Cloud Backup (planned premium feature): We plan to introduce an optional cloud backup feature as part of a paid subscription. If and when you enable cloud backup, your workout history, personal records, and goals will be securely transmitted to and stored on our servers solely for the purpose of backup and multi-device synchronization. You will be asked to provide explicit consent before cloud backup is activated, and you may disable it at any time from within the app. We will update this Privacy Policy before this feature launches.

3.3 Health and Biometric Data

If you grant permission, the app reads the following health data from your device's health platform (Apple Health on iOS, Google Health Connect on Android):

• Sleep duration
• Resting heart rate and heart rate variability (HRV)
• Daily step count
• Weight, height, and body fat percentage

This data is read-only and stays on your device. It is displayed in the app's Home screen Readiness Card and Profile Body Metrics section. It is stored locally in an encrypted database on your device and is never transmitted to our servers. Granting these permissions is optional; refusing them does not prevent you from using the core features of the app.

3.4 Camera and AI Pose Detection Data

The AI coaching feature uses your device's camera to analyze your exercise form in real time:

• Video frames are processed entirely on your device by a local machine learning model (MediaPipe Pose Landmarker)
• No video, images, or pose data are ever recorded, stored, or transmitted anywhere — not to our servers, not to any third party
• Camera access is used only while you are actively using the AI coaching screen
• The ML model itself is downloaded once to your device as part of the app installation or an on-demand asset pack — model inference always happens locally

3.5 Device and Technical Data

To detect and fix crashes and technical issues, we automatically collect:

• Device model and manufacturer
• Operating system and version
• App version
• Crash stack traces and error logs
• App usage breadcrumbs (sequence of actions leading to an error)

This data is collected by Firebase Crashlytics.

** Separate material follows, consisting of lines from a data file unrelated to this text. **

// src/comptroller/valuation.rs

use crate::errors::Result;
use crate::math::{self, ONE};
use crate::models::{Address, U256};
use crate::simulation::TokenLedger;
use crate::traits::PriceFeed;
use crate::vault::Vault;

/// Gross asset value: canonical value of every tracked asset the vault holds,
/// in raw units of the denomination asset.
pub fn calc_gav(
    vault: &Vault,
    ledger: &TokenLedger,
    price_feed: &dyn PriceFeed,
    denomination_asset: Address,
) -> Result<U256> {
    sum_values(vault, ledger, denomination_asset, |asset, balance| {
        price_feed.calc_canonical_asset_value(asset, balance, denomination_asset)
    })
}

/// Same as [`calc_gav`], but priced at the live reference-market rates.
pub fn calc_live_gav(
    vault: &Vault,
    ledger: &TokenLedger,
    price_feed: &dyn PriceFeed,
    denomination_asset: Address,
) -> Result<U256> {
    sum_values(vault, ledger, denomination_asset, |asset, balance| {
        price_feed.calc_live_asset_value(asset, balance, denomination_asset)
    })
}

fn sum_values(
    vault: &Vault,
    ledger: &TokenLedger,
    denomination_asset: Address,
    value_of: impl Fn(Address, U256) -> Result<U256>,
) -> Result<U256> {
    let mut gav = U256::ZERO;
    for asset in vault.tracked_assets() {
        let balance = vault.asset_balance(ledger, *asset);
        if balance.is_zero() {
            continue;
        }
        let value = if *asset == denomination_asset {
            balance
        } else {
            value_of(*asset, balance)?
        };
        gav = math::add(gav, value, "gav")?;
    }
    Ok(gav)
}

/// `gav * 1e18 / total_supply`, or one denomination unit before any shares exist.
pub fn calc_gross_share_value(gav: U256, total_supply: U256, denomination_unit: U256) -> Result<U256> {
    if total_supply.is_zero() {
        return Ok(denomination_unit);
    }
    math::mul_div(gav, ONE, total_supply, "gross share value")
}

#[cfg(test)]
mod tests {
    use super::*;
    use crate::events::EventLog;
    use crate::math::ether;
    use crate::simulation::StaticPriceFeed;

    #[test]
    fn test_gav_sums_tracked_assets_in_denomination_terms() {
        let comptroller = Address::repeat_byte(0xc0);
        let usdc = Address::repeat_byte(0x01);
        let weth = Address::repeat_byte(0x02);
        let untracked = Address::repeat_byte(0x03);

        let mut ledger = TokenLedger::new();
        ledger.register_token(usdc, "USDC", 6).unwrap();
        ledger.register_token(weth, "WETH", 18).unwrap();
        ledger.register_token(untracked, "DAI", 18).unwrap();
        let feed = StaticPriceFeed::new();
        feed.add_asset(usdc, 6, ONE);
        feed.add_asset(weth, 18, ether(2000));
        feed.add_asset(untracked, 18, ONE);

        let mut vault = Vault::new(
            Address::repeat_byte(0x7a),
            Address::repeat_byte(0x0e),
            "GAV Fund",
            comptroller,
            Address::repeat_byte(0xde),
        );
        let mut events = EventLog::new();
        vault.add_tracked_asset(comptroller, usdc, &mut events).unwrap();
        vault.add_tracked_asset(comptroller, weth, &mut events).unwrap();
        ledger.mint(usdc, vault.address(), U256::from(500_000_000u64)).unwrap();
        ledger.mint(weth, vault.address(), ether(1)).unwrap();
        ledger.mint(untracked, vault.address(), ether(1)).unwrap();

        // 500 USDC + 1 WETH @ 2000
        let gav = calc_gav(&vault, &ledger, &feed, usdc).unwrap();
        assert_eq!(gav, U256::from(2_500_000_000u64));
    }

    #[test]
    fn test_bootstrap_share_value_is_one_unit() {
        let unit = U256::from(1_000_000u64);
        assert_eq!(calc_gross_share_value(U256::ZERO, U256::ZERO, unit).unwrap(), unit);
        assert_eq!(calc_gross_share_value(ether(2), ether(2), unit).unwrap(), ONE);
    }
}
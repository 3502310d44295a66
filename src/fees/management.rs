// src/fees/management.rs

use super::FeeContext;
use crate::errors::{FundError, Result};
use crate::events::{Event, EventLog};
use crate::math::{self, ONE, SECONDS_PER_YEAR};
use crate::models::{FeeHook, FeeKind, Settlement, SettlementData, SettlementType, U256};
use crate::traits::Fee;
use log::debug;

/// Continuous, annualized fee on the total shares supply.
///
/// Accrues linearly: `rate * seconds * supply / (SECONDS_PER_YEAR * 1e18)`,
/// paid by minting new shares to the fund owner.
#[derive(Debug, Clone, PartialEq, Eq)]
pub struct ManagementFee {
    rate: U256,
    last_settled: u64,
}

impl ManagementFee {
    pub fn new(rate: u64) -> Result<Self> {
        if rate == 0 {
            return Err(FundError::invalid("addFundSettings: feeRate must be greater than 0"));
        }
        Ok(Self {
            rate: math::rate(rate),
            last_settled: 0,
        })
    }

    pub fn rate(&self) -> U256 {
        self.rate
    }

    pub fn last_settled(&self) -> u64 {
        self.last_settled
    }

    /// Shares due for `seconds` of accrual over `supply`.
    pub fn calc_shares_due(&self, seconds: u64, supply: U256) -> Result<U256> {
        let rate_seconds = self
            .rate
            .checked_mul(U256::from(seconds))
            .ok_or(FundError::MathOverflow("management fee"))?;
        math::mul_div(
            rate_seconds,
            supply,
            U256::from(SECONDS_PER_YEAR) * ONE,
            "management fee",
        )
    }
}

impl Fee for ManagementFee {
    fn kind(&self) -> FeeKind {
        FeeKind::Management
    }

    fn settles_on_hook(&self, hook: FeeHook) -> bool {
        matches!(
            hook,
            FeeHook::Continuous | FeeHook::PreBuyShares | FeeHook::PreRedeemShares
        )
    }

    fn activate_for_fund(&mut self, ctx: &FeeContext, _events: &mut EventLog) -> Result<()> {
        self.last_settled = ctx.now;
        Ok(())
    }

    fn settle(
        &mut self,
        ctx: &FeeContext,
        _data: &SettlementData,
        events: &mut EventLog,
    ) -> Result<Settlement> {
        let seconds = ctx.now.saturating_sub(self.last_settled);
        let shares_due = self.calc_shares_due(seconds, ctx.total_supply)?;

        let prev_settled = self.last_settled;
        self.last_settled = ctx.now;
        debug!(
            "[management fee] {} shares due over {}s for {}",
            shares_due, seconds, ctx.comptroller
        );
        events.emit(Event::Settled {
            comptroller: ctx.comptroller,
            fee: FeeKind::Management,
            shares_quantity: shares_due,
            prev_settled: Some(prev_settled),
        });

        Ok(Settlement::new(SettlementType::Mint, None, shares_due))
    }
}
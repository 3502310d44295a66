// src/fees/performance.rs
//
// High-water-mark performance fee. Accrued value is tracked as uncrystallized
// shares outstanding until a payout locks it in, since performance can reverse
// before then.

use super::FeeContext;
use crate::errors::{FundError, Result};
use crate::events::{Event, EventLog};
use crate::math::{self, ONE};
use crate::models::{FeeHook, FeeKind, Settlement, SettlementData, SettlementType, U256};
use crate::traits::Fee;
use log::{debug, info};

#[derive(Debug, Clone, PartialEq, Eq)]
pub struct PerformanceFee {
    rate: U256,
    period: u64,
    activated: u64,
    last_paid: u64,
    high_water_mark: U256,
    last_share_price: U256,
    aggregate_value_due: U256,
}

impl PerformanceFee {
    pub fn new(rate: u64, period: u64) -> Result<Self> {
        let rate = math::rate(rate);
        if rate.is_zero() {
            return Err(FundError::invalid("addFundSettings: feeRate must be greater than 0"));
        }
        if rate > ONE {
            return Err(FundError::invalid("addFundSettings: feeRate max exceeded"));
        }
        if period == 0 {
            return Err(FundError::invalid("addFundSettings: feePeriod must be greater than 0"));
        }
        Ok(Self {
            rate,
            period,
            activated: 0,
            last_paid: 0,
            high_water_mark: U256::ZERO,
            last_share_price: U256::ZERO,
            aggregate_value_due: U256::ZERO,
        })
    }

    pub fn rate(&self) -> U256 {
        self.rate
    }

    pub fn period(&self) -> u64 {
        self.period
    }

    pub fn activated(&self) -> u64 {
        self.activated
    }

    pub fn last_paid(&self) -> u64 {
        self.last_paid
    }

    pub fn high_water_mark(&self) -> U256 {
        self.high_water_mark
    }

    pub fn last_share_price(&self) -> U256 {
        self.last_share_price
    }

    pub fn aggregate_value_due(&self) -> U256 {
        self.aggregate_value_due
    }

    /// Value due since the last settlement, signed by direction.
    ///
    /// Only movement above the high-water mark counts, measured over the
    /// diluted supply so accrued fee shares share in further gains and losses.
    fn calc_value_due_since_last_settled(
        &self,
        next_share_price: U256,
        diluted_supply: U256,
    ) -> Result<(U256, bool)> {
        let prev_above = self.high_water_mark.max(self.last_share_price);
        let next_above = self.high_water_mark.max(next_share_price);
        let (delta, is_gain) = if next_above >= prev_above {
            (next_above - prev_above, true)
        } else {
            (prev_above - next_above, false)
        };
        let value = math::mul_div(delta, diluted_supply, ONE, "performance value change")?;
        let value_due = math::mul_div(value, self.rate, ONE, "performance value due")?;
        Ok((value_due, is_gain))
    }

    /// Shares whose value equals `value_due` once minted on top of `supply`.
    /// Nothing is owed in shares while the value due is at least the GAV.
    fn calc_shares_for_value(value_due: U256, supply: U256, gav: U256) -> Result<U256> {
        if value_due.is_zero() || value_due >= gav {
            return Ok(U256::ZERO);
        }
        let remaining = math::sub(gav, value_due, "performance shares due")?;
        math::mul_div(value_due, supply, remaining, "performance shares due")
    }
}

impl Fee for PerformanceFee {
    fn kind(&self) -> FeeKind {
        FeeKind::Performance
    }

    fn settles_on_hook(&self, hook: FeeHook) -> bool {
        matches!(
            hook,
            FeeHook::Continuous | FeeHook::PreBuyShares | FeeHook::PreRedeemShares
        )
    }

    fn activate_for_fund(&mut self, ctx: &FeeContext, _events: &mut EventLog) -> Result<()> {
        let share_price = ctx.gross_share_value()?;
        self.high_water_mark = share_price;
        self.last_share_price = share_price;
        self.activated = ctx.now;
        Ok(())
    }

    fn settle(
        &mut self,
        ctx: &FeeContext,
        _data: &SettlementData,
        events: &mut EventLog,
    ) -> Result<Settlement> {
        if ctx.gav.is_zero() || ctx.total_supply.is_zero() {
            return Ok(Settlement::none());
        }
        let next_share_price = math::mul_div(ctx.gav, ONE, ctx.total_supply, "share price")?;
        if next_share_price == self.last_share_price {
            return Ok(Settlement::none());
        }

        let diluted_supply = math::add(ctx.total_supply, ctx.shares_outstanding, "diluted supply")?;
        let (value_due, is_gain) =
            self.calc_value_due_since_last_settled(next_share_price, diluted_supply)?;

        let prev_aggregate_value_due = self.aggregate_value_due;
        let next_aggregate_value_due = if is_gain {
            math::add(prev_aggregate_value_due, value_due, "aggregate value due")?
        } else {
            prev_aggregate_value_due.saturating_sub(value_due)
        };

        let next_shares_outstanding =
            Self::calc_shares_for_value(next_aggregate_value_due, ctx.total_supply, ctx.gav)?;
        let prev_shares_outstanding = ctx.shares_outstanding;

        self.last_share_price = next_share_price;
        self.aggregate_value_due = next_aggregate_value_due;

        events.emit(Event::PerformanceUpdated {
            comptroller: ctx.comptroller,
            prev_aggregate_value_due,
            next_aggregate_value_due,
            prev_shares_outstanding,
            next_shares_outstanding,
        });
        debug!(
            "[performance fee] price {} -> aggregate due {} for {}",
            next_share_price, next_aggregate_value_due, ctx.comptroller
        );

        let settlement = if next_shares_outstanding > prev_shares_outstanding {
            Settlement::new(
                SettlementType::MintSharesOutstanding,
                None,
                next_shares_outstanding - prev_shares_outstanding,
            )
        } else {
            Settlement::new(
                SettlementType::BurnSharesOutstanding,
                None,
                prev_shares_outstanding - next_shares_outstanding,
            )
        };
        Ok(settlement)
    }

    fn payout_allowed(&self, now: u64) -> bool {
        let since_activated = now.saturating_sub(self.activated);
        if since_activated < self.period {
            return false;
        }
        let period_start = now - since_activated % self.period;
        self.last_paid < period_start
    }

    fn payout(&mut self, ctx: &FeeContext, events: &mut EventLog) -> Result<bool> {
        if !self.payout_allowed(ctx.now) {
            return Ok(false);
        }
        self.last_paid = ctx.now;

        let prev_high_water_mark = self.high_water_mark;
        let next_high_water_mark = self.last_share_price;
        if next_high_water_mark <= prev_high_water_mark {
            return Ok(false);
        }

        let aggregate_value_due = self.aggregate_value_due;
        self.high_water_mark = next_high_water_mark;
        self.aggregate_value_due = U256::ZERO;
        events.emit(Event::PaidOut {
            comptroller: ctx.comptroller,
            prev_high_water_mark,
            next_high_water_mark,
            aggregate_value_due,
        });
        info!(
            "[performance fee] Paid out for {}: high-water mark {} -> {}",
            ctx.comptroller, prev_high_water_mark, next_high_water_mark
        );
        Ok(true)
    }
}

#[cfg(test)]
mod tests {
    use super::*;
    use crate::math::ether;
    use crate::models::Address;

    const PERIOD: u64 = 30 * 86_400;

    fn ctx(now: u64, gav: U256, total_supply: U256, shares_outstanding: U256) -> FeeContext {
        FeeContext {
            comptroller: Address::repeat_byte(0xc0),
            now,
            gav,
            total_supply,
            shares_outstanding,
            denomination_unit: ONE,
        }
    }

    fn activated_fee(now: u64) -> PerformanceFee {
        // 10%, 30 days
        let mut fee = PerformanceFee::new(100_000_000_000_000_000, PERIOD).unwrap();
        fee.activate_for_fund(&ctx(now, U256::ZERO, U256::ZERO, U256::ZERO), &mut EventLog::new())
            .unwrap();
        fee
    }

    #[test]
    fn test_activation_sets_bootstrap_price() {
        let fee = activated_fee(1_000);
        assert_eq!(fee.high_water_mark(), ONE);
        assert_eq!(fee.last_share_price(), ONE);
        assert_eq!(fee.activated(), 1_000);
    }

    #[test]
    fn test_gain_accrues_shares_outstanding() {
        let mut fee = activated_fee(0);
        let mut events = EventLog::new();
        // 10 shares, price 1.0 -> 1.2
        let settlement = fee
            .settle(&ctx(10, ether(12), ether(10), U256::ZERO), &SettlementData::Continuous, &mut events)
            .unwrap();

        // value due = 0.2 * 10 * 10% = 0.2; shares = 0.2 * 10 / (12 - 0.2)
        let expected_value = ether(2) / U256::from(10u8);
        assert_eq!(fee.aggregate_value_due(), expected_value);
        let expected_shares = expected_value * ether(10) / (ether(12) - expected_value);
        assert_eq!(settlement.settlement_type, SettlementType::MintSharesOutstanding);
        assert_eq!(settlement.shares_due, expected_shares);
        assert_eq!(events.named("PerformanceUpdated").len(), 1);
    }

    #[test]
    fn test_loss_below_high_water_mark_is_ignored() {
        let mut fee = activated_fee(0);
        let settlement = fee
            .settle(&ctx(10, ether(8), ether(10), U256::ZERO), &SettlementData::Continuous, &mut EventLog::new())
            .unwrap();
        assert_eq!(settlement, Settlement::none());
        assert_eq!(fee.aggregate_value_due(), U256::ZERO);
        assert_eq!(fee.last_share_price(), ether(8) / U256::from(10u8));
    }

    #[test]
    fn test_reversal_burns_shares_outstanding() {
        let mut fee = activated_fee(0);
        let mut events = EventLog::new();
        let gain = fee
            .settle(&ctx(10, ether(12), ether(10), U256::ZERO), &SettlementData::Continuous, &mut events)
            .unwrap();
        let outstanding = gain.shares_due;

        // Back to 1.0: everything accrued is given back
        let reversal = fee
            .settle(&ctx(20, ether(10), ether(10), outstanding), &SettlementData::Continuous, &mut events)
            .unwrap();
        assert_eq!(reversal.settlement_type, SettlementType::BurnSharesOutstanding);
        assert!(reversal.shares_due <= outstanding);
        assert_eq!(fee.aggregate_value_due(), U256::ZERO);
    }

    #[test]
    fn test_value_due_at_or_above_gav_owes_no_shares() {
        assert_eq!(
            PerformanceFee::calc_shares_for_value(ether(2), ether(1), ether(2)).unwrap(),
            U256::ZERO
        );
        assert_eq!(
            PerformanceFee::calc_shares_for_value(ether(3), ether(1), ether(2)).unwrap(),
            U256::ZERO
        );
        assert_eq!(
            PerformanceFee::calc_shares_for_value(ether(1), ether(1), ether(2)).unwrap(),
            ether(1)
        );
    }

    #[test]
    fn test_payout_allowed_once_per_period() {
        let start = 1_000_000;
        let mut fee = activated_fee(start);
        assert!(!fee.payout_allowed(start));
        assert!(!fee.payout_allowed(start + PERIOD - 1));
        assert!(fee.payout_allowed(start + PERIOD));

        let paid_at = start + PERIOD + 5;
        fee.payout(&ctx(paid_at, U256::ZERO, U256::ZERO, U256::ZERO), &mut EventLog::new())
            .unwrap();
        assert_eq!(fee.last_paid(), paid_at);
        assert!(!fee.payout_allowed(paid_at + 1));
        assert!(!fee.payout_allowed(start + 2 * PERIOD - 1));
        assert!(fee.payout_allowed(start + 2 * PERIOD));
    }

    #[test]
    fn test_payout_raises_high_water_mark_only_on_gain() {
        let mut fee = activated_fee(0);
        let mut events = EventLog::new();

        // No gain: high-water mark unchanged, nothing payable
        assert!(!fee.payout(&ctx(PERIOD, U256::ZERO, U256::ZERO, U256::ZERO), &mut events).unwrap());
        assert_eq!(fee.high_water_mark(), ONE);

        fee.settle(&ctx(PERIOD + 1, ether(15), ether(10), U256::ZERO), &SettlementData::Continuous, &mut events)
            .unwrap();
        let payable = fee
            .payout(&ctx(2 * PERIOD, U256::ZERO, U256::ZERO, U256::ZERO), &mut events)
            .unwrap();
        assert!(payable);
        assert_eq!(fee.high_water_mark(), ether(15) / U256::from(10u8));
        assert_eq!(fee.aggregate_value_due(), U256::ZERO);
        assert_eq!(events.named("PaidOut").len(), 1);
    }

    #[test]
    fn test_invalid_settings() {
        assert!(PerformanceFee::new(0, PERIOD).is_err());
        assert!(PerformanceFee::new(100, 0).is_err());
    }
}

It is used solely for debugging and improving app stability. It does not include your personal information such as name or email, though a user identifier may be attached to crash reports to help us investigate issues affecting specific users.

3.6 Usage Analytics

To understand how the app is used and improve the product, we collect:

• Screen view events — which screens you visit within the app (for example: "Home", "Profile", "ActiveWorkout", "PoseCamera")

We collect only screen navigation events. We do not collect your exercise content, workout data, or any personally identifiable information through our analytics. User identifiers are not attached to analytics events.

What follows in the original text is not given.